Wyoming project could spark support for could seeding
A $13 million cloud seeding project conducted in Wyoming that revealed an increase of a much as 15 percent of annual mountain snowfall could encourage California water authorities to expand its own operations to combat water shortage in the state.
The final results will be submitted to scientific journals for review.
According to Maury Roos, Chief Hydrologist for the California Department of Water Resources (DWR), the DWR will likely wait until the information is final before making decisions regarding any further support given to cloud seeding projects in California.
The DWR, in the California Water Plan Update 2013, presents cloud seeding, or precipitation enhancement, as an option to help combat the effects of the ongoing drought.

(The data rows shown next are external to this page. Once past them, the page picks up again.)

//! Race environment - simulates one car's race lap by lap

use rand::rngs::StdRng;
use rand::seq::SliceRandom;
use rand::{Rng, SeedableRng};
use serde::{Deserialize, Serialize};
use tracing::{debug, warn};

use pitwall_core::{Compound, DriverLaps, PitwallError, Result};

use crate::state::{PitAction, RaceState, Reward};

/// Seconds lost in the pit lane per stop
pub const DEFAULT_PIT_STOP_TIME_LOSS: f64 = 20.0;

/// Base lap time used for laps without any recorded time
pub const DEFAULT_FALLBACK_LAP_TIME: f64 = 95.0;

/// Per-compound degradation in seconds per lap of stint age
#[derive(Debug, Clone, PartialEq, Serialize, Deserialize)]
#[serde(default)]
pub struct WearRates {
    pub soft: f64,
    pub medium: f64,
    pub hard: f64,
    /// Intermediates, wets and unrecognised compounds
    pub other: f64,
}

impl WearRates {
    pub fn rate(&self, compound: &Compound) -> f64 {
        match compound {
            Compound::Soft => self.soft,
            Compound::Medium => self.medium,
            Compound::Hard => self.hard,
            _ => self.other,
        }
    }
}

impl Default for WearRates {
    fn default() -> Self {
        Self {
            soft: 0.2,
            medium: 0.1,
            hard: 0.05,
            other: 0.1,
        }
    }
}

/// Environment configuration
#[derive(Debug, Clone, PartialEq, Serialize, Deserialize)]
#[serde(default)]
pub struct EnvironmentConfig {
    pub pit_stop_time_loss: f64,
    pub fallback_lap_time: f64,
    /// Compound fitted at the start of every episode
    pub starting_compound: Compound,
    /// Used when the lap data carries no compound at all. Empty means such
    /// data is rejected.
    pub fallback_compounds: Vec<Compound>,
    pub wear_rates: WearRates,
}

impl Default for EnvironmentConfig {
    fn default() -> Self {
        Self {
            pit_stop_time_loss: DEFAULT_PIT_STOP_TIME_LOSS,
            fallback_lap_time: DEFAULT_FALLBACK_LAP_TIME,
            starting_compound: Compound::Soft,
            fallback_compounds: Vec::new(),
            wear_rates: WearRates::default(),
        }
    }
}

impl EnvironmentConfig {
    pub fn validate(&self) -> Result<()> {
        let checks = [
            ("pit_stop_time_loss", self.pit_stop_time_loss),
            ("fallback_lap_time", self.fallback_lap_time),
            ("wear_rates.soft", self.wear_rates.soft),
            ("wear_rates.medium", self.wear_rates.medium),
            ("wear_rates.hard", self.wear_rates.hard),
            ("wear_rates.other", self.wear_rates.other),
        ];
        for (name, value) in checks {
            if !value.is_finite() || value < 0.0 {
                return Err(PitwallError::Config(format!(
                    "{name} must be a non-negative number, got {value}"
                )));
            }
        }
        Ok(())
    }
}

/// Single-car race simulator with a reset/step interface.
///
/// Deterministic except for the compound drawn on a pit stop, which comes
/// from the injected random source.
pub struct RaceEnvironment<R = StdRng> {
    config: EnvironmentConfig,
    laps: DriverLaps,
    total_laps: u32,
    compounds: Vec<Compound>,
    rng: R,

    lap: u32,
    compound: Compound,
    stint_age: u32,
    total_time: f64,
    done: bool,
}

impl<R: Rng> RaceEnvironment<R> {
    /// Build an environment over one driver's laps
    pub fn new(laps: &DriverLaps, config: EnvironmentConfig, rng: R) -> Result<Self> {
        config.validate()?;

        let total_laps = laps.total_laps();
        if total_laps == 0 {
            return Err(PitwallError::NoLaps);
        }

        let mut compounds = laps.compounds();
        if compounds.is_empty() {
            if config.fallback_compounds.is_empty() {
                return Err(PitwallError::EmptyCompoundSet);
            }
            warn!(
                "Lap data has no compounds, using fallback set {:?}",
                config.fallback_compounds
            );
            compounds = config.fallback_compounds.clone();
        }

        let untimed = total_laps as usize - laps.timed_lap_count();
        if untimed > 0 {
            debug!(
                "{} of {} laps untimed, using fallback base time {}s",
                untimed, total_laps, config.fallback_lap_time
            );
        }

        let compound = config.starting_compound.clone();
        let mut env = Self {
            config,
            laps: laps.clone(),
            total_laps,
            compounds,
            rng,
            lap: 1,
            compound,
            stint_age: 1,
            total_time: 0.0,
            done: false,
        };
        env.reset();
        Ok(env)
    }

    /// Start a new episode and return the initial state
    pub fn reset(&mut self) -> RaceState {
        self.lap = 1;
        self.compound = self.config.starting_compound.clone();
        self.stint_age = 1;
        self.total_time = 0.0;
        self.done = false;
        self.state()
    }

    /// Drive the current lap, then apply `action`.
    ///
    /// Returns the next state, the reward (negative lap time) and whether the
    /// race is over. Once the race is over this is a no-op returning a zero
    /// reward.
    pub fn step(&mut self, action: PitAction) -> (RaceState, Reward, bool) {
        if self.done {
            return (self.state(), 0.0, true);
        }

        let wear_penalty = self.config.wear_rates.rate(&self.compound) * f64::from(self.stint_age);
        let mut lap_time = self.base_lap_time(self.lap) + wear_penalty;

        match action {
            PitAction::Pit => {
                lap_time += self.config.pit_stop_time_loss;
                if let Some(next) = self.compounds.choose(&mut self.rng) {
                    self.compound = next.clone();
                }
                self.stint_age = 1;
            }
            PitAction::Stay => {
                self.stint_age += 1;
            }
        }

        self.total_time += lap_time;
        self.lap += 1;
        if self.lap > self.total_laps {
            self.done = true;
        }

        (self.state(), -lap_time, self.done)
    }
}

impl<R> RaceEnvironment<R> {
    pub fn state(&self) -> RaceState {
        RaceState::new(self.lap, self.compound.clone(), self.stint_age)
    }

    /// Recorded base time for `lap`, or the configured fallback
    pub fn base_lap_time(&self, lap: u32) -> f64 {
        self.laps
            .base_lap_time(lap)
            .unwrap_or(self.config.fallback_lap_time)
    }

    pub fn lap(&self) -> u32 {
        self.lap
    }

    pub fn stint_age(&self) -> u32 {
        self.stint_age
    }

    pub fn total_time(&self) -> f64 {
        self.total_time
    }

    pub fn is_done(&self) -> bool {
        self.done
    }

    pub fn total_laps(&self) -> u32 {
        self.total_laps
    }

    /// Compounds a pit stop can draw from
    pub fn compounds(&self) -> &[Compound] {
        &self.compounds
    }

    pub fn config(&self) -> &EnvironmentConfig {
        &self.config
    }
}

impl RaceEnvironment<StdRng> {
    /// Build with a seeded `StdRng`, or an entropy-seeded one when `seed` is `None`
    pub fn with_seed(laps: &DriverLaps, config: EnvironmentConfig, seed: Option<u64>) -> Result<Self> {
        let rng = seed.map_or_else(StdRng::from_entropy, StdRng::seed_from_u64);
        Self::new(laps, config, rng)
    }
}

#[cfg(test)]
mod tests {
    use super::*;
    use pitwall_core::{LapRecord, MAX_LAP_NUMBER};

    fn constant_race(laps: u32, compounds: &[&str], lap_time: f64) -> DriverLaps {
        let records = (1..=laps)
            .map(|n| {
                let compound = compounds[(n as usize - 1) % compounds.len()];
                LapRecord::new(n, Some(Compound::from(compound)), Some(lap_time))
            })
            .collect();
        DriverLaps::new(records).unwrap()
    }

    fn env(laps: &DriverLaps) -> RaceEnvironment {
        RaceEnvironment::with_seed(laps, EnvironmentConfig::default(), Some(7)).unwrap()
    }

    #[test]
    fn test_initial_state() {
        let laps = constant_race(5, &["MEDIUM"], 90.0);
        let env = env(&laps);

        assert_eq!(env.state(), RaceState::new(1, Compound::Soft, 1));
        assert_eq!(env.total_laps(), 5);
        assert_eq!(env.total_time(), 0.0);
        assert!(!env.is_done());
    }

    #[test]
    fn test_stay_lap_time_includes_wear() {
        let laps = constant_race(5, &["SOFT"], 90.0);
        let mut env = env(&laps);

        let (state, reward, done) = env.step(PitAction::Stay);
        assert_eq!(state, RaceState::new(2, Compound::Soft, 2));
        assert!((reward + 90.2).abs() < 1e-9);
        assert!(!done);

        let (_, reward, _) = env.step(PitAction::Stay);
        assert!((reward + 90.4).abs() < 1e-9);
        assert!((env.total_time() - 180.6).abs() < 1e-9);
    }

    #[test]
    fn test_pit_adds_time_loss_and_resets_stint() {
        let laps = constant_race(5, &["SOFT"], 90.0);
        let mut env = env(&laps);

        env.step(PitAction::Stay);
        env.step(PitAction::Stay);
        let (state, reward, _) = env.step(PitAction::Pit);

        assert_eq!(state.stint_age, 1);
        assert_eq!(state.lap, 4);
        assert_eq!(state.compound, Compound::Soft);
        // Lap 3 driven at stint age 3 plus the stop
        assert!((reward + (90.0 + 0.6 + 20.0)).abs() < 1e-9);
    }

    #[test]
    fn test_terminal_step_is_noop() {
        let laps = constant_race(2, &["SOFT"], 90.0);
        let mut env = env(&laps);

        env.step(PitAction::Stay);
        let (final_state, _, done) = env.step(PitAction::Stay);
        assert!(done);
        let total = env.total_time();

        for action in [PitAction::Pit, PitAction::Stay, PitAction::Pit] {
            let (state, reward, done) = env.step(action);
            assert!(done);
            assert_eq!(reward, 0.0);
            assert_eq!(state, final_state);
            assert_eq!(env.total_time(), total);
        }
    }

    #[test]
    fn test_reset_clears_episode() {
        let laps = constant_race(4, &["SOFT", "HARD"], 90.0);
        let mut env = env(&laps);

        env.step(PitAction::Pit);
        env.step(PitAction::Stay);
        env.step(PitAction::Stay);
        env.step(PitAction::Stay);
        assert!(env.is_done());

        let state = env.reset();
        assert_eq!(state, RaceState::new(1, Compound::Soft, 1));
        assert_eq!(env.total_time(), 0.0);
        assert!(!env.is_done());
    }

    #[test]
    fn test_missing_lap_uses_fallback() {
        let laps = DriverLaps::new(vec![
            LapRecord::new(1, Some(Compound::Soft), Some(90.0)),
            LapRecord::new(3, Some(Compound::Soft), None),
        ])
        .unwrap();
        let mut env = env(&laps);

        assert_eq!(env.total_laps(), 3);
        assert_eq!(env.base_lap_time(2), DEFAULT_FALLBACK_LAP_TIME);
        assert_eq!(env.base_lap_time(3), DEFAULT_FALLBACK_LAP_TIME);

        env.step(PitAction::Stay);
        let (_, reward, _) = env.step(PitAction::Stay);
        assert!((reward + (95.0 + 0.4)).abs() < 1e-9);
    }

    #[test]
    fn test_sparse_race_at_lap_cap() {
        let laps = DriverLaps::new(vec![
            LapRecord::new(1, Some(Compound::Soft), Some(90.0)),
            LapRecord::new(MAX_LAP_NUMBER, Some(Compound::Soft), Some(91.0)),
        ])
        .unwrap();
        let mut env = env(&laps);

        assert_eq!(env.total_laps(), MAX_LAP_NUMBER);
        assert_eq!(env.base_lap_time(500), DEFAULT_FALLBACK_LAP_TIME);
        assert_eq!(env.base_lap_time(MAX_LAP_NUMBER), 91.0);

        let mut steps = 0;
        loop {
            steps += 1;
            let (state, _, done) = env.step(PitAction::Pit);
            if done {
                assert_eq!(state.lap, MAX_LAP_NUMBER + 1);
                break;
            }
        }
        assert_eq!(steps, MAX_LAP_NUMBER);
        assert_eq!(env.step(PitAction::Stay).1, 0.0);
    }

    #[test]
    fn test_configured_fallback_lap_time() {
        let laps = DriverLaps::new(vec![LapRecord::new(2, Some(Compound::Hard), Some(80.0))]).unwrap();
        let config = EnvironmentConfig {
            fallback_lap_time: 100.0,
            ..EnvironmentConfig::default()
        };
        let env = RaceEnvironment::with_seed(&laps, config, Some(1)).unwrap();
        assert_eq!(env.base_lap_time(1), 100.0);
        assert_eq!(env.base_lap_time(2), 80.0);
    }

    #[test]
    fn test_empty_compound_set_rejected() {
        let laps = DriverLaps::new(vec![LapRecord::new(1, None, Some(90.0))]).unwrap();
        let result = RaceEnvironment::with_seed(&laps, EnvironmentConfig::default(), Some(1));
        assert!(matches!(result, Err(PitwallError::EmptyCompoundSet)));
    }

    #[test]
    fn test_fallback_compounds_used_when_configured() {
        let laps = DriverLaps::new(vec![LapRecord::new(1, None, Some(90.0))]).unwrap();
        let config = EnvironmentConfig {
            fallback_compounds: vec![Compound::Medium],
            ..EnvironmentConfig::default()
        };
        let mut env = RaceEnvironment::with_seed(&laps, config, Some(1)).unwrap();
        assert_eq!(env.compounds(), &[Compound::Medium]);

        let (state, _, done) = env.step(PitAction::Pit);
        assert_eq!(state.compound, Compound::Medium);
        assert!(done);
    }

    #[test]
    fn test_pit_draws_from_available_compounds() {
        let laps = constant_race(40, &["SOFT", "MEDIUM", "HARD"], 90.0);
        let mut env = env(&laps);

        let mut drawn = Vec::new();
        while !env.is_done() {
            let (state, _, _) = env.step(PitAction::Pit);
            drawn.push(state.compound);
        }

        assert!(drawn.iter().all(|c| env.compounds().contains(c)));
        assert!(drawn.iter().any(|c| *c != drawn[0]));
    }

    #[test]
    fn test_seeded_environments_agree() {
        let laps = constant_race(20, &["SOFT", "MEDIUM", "HARD"], 90.0);
        let mut a = RaceEnvironment::with_seed(&laps, EnvironmentConfig::default(), Some(42)).unwrap();
        let mut b = RaceEnvironment::with_seed(&laps, EnvironmentConfig::default(), Some(42)).unwrap();

        for _ in 0..20 {
            assert_eq!(a.step(PitAction::Pit), b.step(PitAction::Pit));
        }
        assert_eq!(a.total_time(), b.total_time());
    }

    #[test]
    fn test_unknown_compound_uses_other_rate() {
        let rates = WearRates::default();
        assert_eq!(rates.rate(&Compound::Soft), 0.2);
        assert_eq!(rates.rate(&Compound::Medium), 0.1);
        assert_eq!(rates.rate(&Compound::Hard), 0.05);
        assert_eq!(rates.rate(&Compound::Wet), 0.1);
        assert_eq!(rates.rate(&Compound::from("C6")), 0.1);
    }

    #[test]
    fn test_invalid_config_rejected() {
        let laps = constant_race(3, &["SOFT"], 90.0);
        let config = EnvironmentConfig {
            pit_stop_time_loss: -5.0,
            ..EnvironmentConfig::default()
        };
        let result = RaceEnvironment::with_seed(&laps, config, Some(1));
        assert!(matches!(result, Err(PitwallError::Config(_))));

        let config = EnvironmentConfig {
            wear_rates: WearRates {
                hard: f64::NAN,
                ..WearRates::default()
            },
            ..EnvironmentConfig::default()
        };
        assert!(config.validate().is_err());
    }
}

Roos said it is still early to get overly optimistic, but the data from the project seems to suggest researchers arrived at positive results. He added that there has been a research in the past, but that the results have not been conclusive.

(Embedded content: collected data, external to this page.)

//! Per-lap records and the single-driver lap table

use std::collections::BTreeMap;

use serde::{Deserialize, Serialize};

use crate::compound::Compound;
use crate::error::{PitwallError, Result};

/// Highest lap number accepted in lap data
pub const MAX_LAP_NUMBER: u32 = 1_000;

/// One timed lap of one driver
#[derive(Debug, Clone, PartialEq, Serialize, Deserialize)]
pub struct LapRecord {
    pub lap_number: u32,
    pub compound: Option<Compound>,
    /// Recorded lap time in seconds
    pub lap_time: Option<f64>,
    #[serde(default)]
    pub pit_in: bool,
    #[serde(default)]
    pub stint: Option<u32>,
}

impl LapRecord {
    pub fn new(lap_number: u32, compound: Option<Compound>, lap_time: Option<f64>) -> Self {
        Self {
            lap_number,
            compound,
            lap_time,
            pit_in: false,
            stint: None,
        }
    }

    pub fn with_pit_in(mut self, pit_in: bool) -> Self {
        self.pit_in = pit_in;
        self
    }

    pub fn with_stint(mut self, stint: u32) -> Self {
        self.stint = Some(stint);
        self
    }
}

/// Lap time-series for exactly one driver across one race.
///
/// Immutable once built. Lap numbers may repeat (duplicate timing rows) and
/// may have gaps; lookups average duplicates and report gaps as `None`.
#[derive(Debug, Clone, Serialize)]
pub struct DriverLaps {
    driver: Option<String>,
    records: Vec<LapRecord>,
    #[serde(skip)]
    base_times: BTreeMap<u32, f64>,
}

impl DriverLaps {
    pub fn new(records: Vec<LapRecord>) -> Result<Self> {
        Self::build(None, records)
    }

    pub fn with_driver(driver: impl Into<String>, records: Vec<LapRecord>) -> Result<Self> {
        Self::build(Some(driver.into()), records)
    }

    fn build(driver: Option<String>, records: Vec<LapRecord>) -> Result<Self> {
        if records.is_empty() {
            return Err(PitwallError::NoLaps);
        }

        let mut sums: BTreeMap<u32, (f64, u32)> = BTreeMap::new();
        for (idx, record) in records.iter().enumerate() {
            if record.lap_number == 0 || record.lap_number > MAX_LAP_NUMBER {
                return Err(PitwallError::InvalidRecord {
                    line: idx as u64 + 1,
                    reason: format!(
                        "lap number {} outside 1..={MAX_LAP_NUMBER}",
                        record.lap_number
                    ),
                });
            }
            if let Some(time) = record.lap_time {
                if !time.is_finite() || time < 0.0 {
                    return Err(PitwallError::InvalidRecord {
                        line: idx as u64 + 1,
                        reason: format!("lap time {time} is not a non-negative duration"),
                    });
                }
                let entry = sums.entry(record.lap_number).or_insert((0.0, 0));
                entry.0 += time;
                entry.1 += 1;
            }
        }

        let base_times = sums
            .into_iter()
            .map(|(lap, (sum, count))| (lap, sum / f64::from(count)))
            .collect();

        Ok(Self {
            driver,
            records,
            base_times,
        })
    }

    pub fn driver(&self) -> Option<&str> {
        self.driver.as_deref()
    }

    pub fn records(&self) -> &[LapRecord] {
        &self.records
    }

    pub fn len(&self) -> usize {
        self.records.len()
    }

    pub fn is_empty(&self) -> bool {
        self.records.is_empty()
    }

    /// Highest lap number present
    pub fn total_laps(&self) -> u32 {
        self.records
            .iter()
            .map(|r| r.lap_number)
            .max()
            .unwrap_or(0)
    }

    /// Mean recorded lap time for `lap`, or `None` when the lap was never timed
    pub fn base_lap_time(&self, lap: u32) -> Option<f64> {
        self.base_times.get(&lap).copied()
    }

    /// Number of distinct lap numbers with at least one recorded time
    pub fn timed_lap_count(&self) -> usize {
        self.base_times.len()
    }

    /// Distinct compounds in first-seen order, missing values skipped
    pub fn compounds(&self) -> Vec<Compound> {
        let mut seen: Vec<Compound> = Vec::new();
        for compound in self.records.iter().filter_map(|r| r.compound.as_ref()) {
            if !seen.contains(compound) {
                seen.push(compound.clone());
            }
        }
        seen
    }
}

Cloud seeding works by artificially stimulating clouds to produce more rainfall or snowfall than they would produce naturally. Cloud seeding injects substances, typically silver iodide, into the clouds that enable snowflakes and raindrops to form more easily.

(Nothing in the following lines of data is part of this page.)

//! Strategy Engine - coordinates training episodes and the greedy rollout

use rand::Rng;
use serde::{Deserialize, Serialize};
use tracing::{debug, info};

use pitwall_core::{DriverLaps, Result};

use crate::algorithm::{AgentConfig, QLearningAgent, RLAlgorithm};
use crate::environment::{EnvironmentConfig, RaceEnvironment};
use crate::rollout::{Rollout, StrategyStep};

/// Mixed into the configured seed so the agent's exploration stream differs
/// from the environment's compound draws
const AGENT_SEED_SALT: u64 = 0x9E37_79B9_7F4A_7C15;

/// Training loop configuration
#[derive(Debug, Clone, PartialEq, Serialize, Deserialize)]
#[serde(default)]
pub struct TrainingConfig {
    pub episodes: usize,
    /// Seed for every random source; `None` draws from OS entropy
    pub seed: Option<u64>,
}

impl Default for TrainingConfig {
    fn default() -> Self {
        Self {
            episodes: 300,
            seed: None,
        }
    }
}

/// Everything needed to plan a strategy for one driver
#[derive(Debug, Clone, Default, PartialEq, Serialize, Deserialize)]
#[serde(default)]
pub struct StrategyConfig {
    pub environment: EnvironmentConfig,
    pub agent: AgentConfig,
    pub training: TrainingConfig,
}

/// Run one exploratory training episode. Returns the episode's race time and
/// number of steps.
pub fn run_episode<R: Rng, A: RLAlgorithm>(env: &mut RaceEnvironment<R>, agent: &mut A) -> (f64, u64) {
    let mut state = env.reset();
    let mut steps = 0;

    loop {
        let action = agent.select_action(&state);
        let (next_state, reward, done) = env.step(action);
        agent.update(&state, action, reward, &next_state);
        state = next_state;
        steps += 1;

        if done {
            break;
        }
    }

    (env.total_time(), steps)
}

/// Drive one race with the agent's greedy policy, without learning
pub fn greedy_rollout<R: Rng, A: RLAlgorithm>(env: &mut RaceEnvironment<R>, agent: &A) -> Rollout {
    let mut state = env.reset();
    let mut steps = Vec::with_capacity(env.total_laps() as usize);

    loop {
        let action = agent.greedy_action(&state);
        let (next_state, reward, done) = env.step(action);
        steps.push(StrategyStep {
            state,
            action,
            reward,
        });
        state = next_state;

        if done {
            break;
        }
    }

    Rollout {
        steps,
        total_time: env.total_time(),
    }
}

/// Engine statistics
#[derive(Debug, Clone, Default, PartialEq, Serialize)]
pub struct EngineStats {
    pub episodes: usize,
    pub total_steps: u64,
    pub best_episode_time: Option<f64>,
    pub last_episode_time: Option<f64>,
    pub mean_episode_time: Option<f64>,
    pub states_visited: usize,
}

impl EngineStats {
    fn record_episode(&mut self, total_time: f64, steps: u64) {
        let previous_sum = self.mean_episode_time.unwrap_or(0.0) * self.episodes as f64;
        self.episodes += 1;
        self.total_steps += steps;
        self.best_episode_time = Some(self.best_episode_time.map_or(total_time, |best| best.min(total_time)));
        self.last_episode_time = Some(total_time);
        self.mean_episode_time = Some((previous_sum + total_time) / self.episodes as f64);
    }
}

/// Trains a Q-learning agent on one driver's race and extracts its strategy
pub struct StrategyEngine {
    env: RaceEnvironment,
    agent: QLearningAgent,
    episodes: usize,
    stats: EngineStats,
}

impl StrategyEngine {
    pub fn new(laps: &DriverLaps, config: &StrategyConfig) -> Result<Self> {
        let seed = config.training.seed;
        let env = RaceEnvironment::with_seed(laps, config.environment.clone(), seed)?;
        let agent = QLearningAgent::with_seed(config.agent.clone(), seed.map(|s| s ^ AGENT_SEED_SALT))?;

        debug!(
            "Strategy engine ready: {} laps, compounds {:?}, {} episodes",
            env.total_laps(),
            env.compounds(),
            config.training.episodes
        );

        Ok(Self {
            env,
            agent,
            episodes: config.training.episodes,
            stats: EngineStats::default(),
        })
    }

    /// Run the configured number of training episodes
    pub fn train(&mut self) -> &EngineStats {
        for episode in 0..self.episodes {
            let (total_time, steps) = run_episode(&mut self.env, &mut self.agent);
            self.stats.record_episode(total_time, steps);
            debug!("Episode {} complete, race time {:.3}s", episode + 1, total_time);
        }
        self.stats.states_visited = self.agent.q_table().len();

        info!(
            "Training complete: {} episodes, best race time {:.3}s, {} states visited",
            self.stats.episodes,
            self.stats.best_episode_time.unwrap_or(f64::NAN),
            self.stats.states_visited
        );

        &self.stats
    }

    /// One noiseless race under the learned greedy policy
    pub fn rollout(&mut self) -> Rollout {
        let rollout = greedy_rollout(&mut self.env, &self.agent);
        info!(
            "Greedy rollout: {} laps, {} stops at laps {:?}, total {:.3}s",
            rollout.len(),
            rollout.pit_count(),
            rollout.pit_laps(),
            rollout.total_time
        );
        rollout
    }

    /// Train, then roll out
    pub fn run(&mut self) -> Rollout {
        self.train();
        self.rollout()
    }

    pub fn stats(&self) -> &EngineStats {
        &self.stats
    }

    pub fn agent(&self) -> &QLearningAgent {
        &self.agent
    }

    pub fn environment(&self) -> &RaceEnvironment {
        &self.env
    }
}

/// Plan a pit strategy for one driver: train for the configured episodes,
/// then return the greedy rollout
pub fn run_q_learning_strategy(laps: &DriverLaps, config: &StrategyConfig) -> Result<Rollout> {
    let mut engine = StrategyEngine::new(laps, config)?;
    Ok(engine.run())
}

Occasionally, other agents, such as liquid propane, have been used, according to a precipitation enhancement report. In recent years, some projects have used hygroscopic materials – substances that take up water from the air – as supplemental seeding agents.
In their study, which went on for approximately 10 years and was funded by the state of Wyoming, researchers found increased snowpack produced more water in nearby rivers and streams, according to an AP report. They used ground-based seeding generators on the Wind River, Sierra Madre and Medicine Bow Mountain ranges. National Center for Atmospheric Research scientists, working independently, analyzed the data and found that snowpack was not affected outside of the immediate area of the cloud-seeding operations.
Winter orographic cloud seeding, which involves cloud seeding where wind blows over a mountain range and causes clouds and rain or snow by lifting the air, has been practiced in California since the early 1950s, according to the Precipitation Enhancement Report. Most of the projects are along the central and southern Sierra Nevada.
In 2011, there were weather modification projects in at least 15 areas, including the Tahoe-Truckee area.
According to the report, all precipitation enhancement projects are intended to increase water supply or hydroelectric power.
A new estimate made for Update 2013 by the DWR, the report states, revealed that the combined California precipitation enhancement projects, on average, generate about 400,000 acre-feet of runoff annually, which would be an average of about a 4 percent increase in runoff. Costs for cloud seeding generally would be less than $30 per acre-foot of water supply each year.
The report estimates that about $3 million to $5 million is being spent on yearly operations. Realizing the additional 300,000 to 400,000 acre-feet of potential new supply could require an initial investment of around $8 million for planning, reports and initial equipment, in addition to about $6 million in annual operations costs. During the next 25 years, that would add up to about $150 million, which would be nearly $22 per acre-foot of water supply.
Among potential deterrents, the report lists issues brought to the DWR such as a lack of concrete information, challenges with operational and executional precision and unintended impacts, such as long-term toxic effects of silver.
However, the report states that the potential for eventual toxic effects of silver has not been shown to be a problem, as silver and silver compounds have been found to have low toxicity levels.
Still, though the conclusion of the report supports cloud seeding operations, the results of Wyoming project may have an effect regarding the amount of resources allocated to the current projects.
“It’s significant that they do seem to find positive results,” Roos said.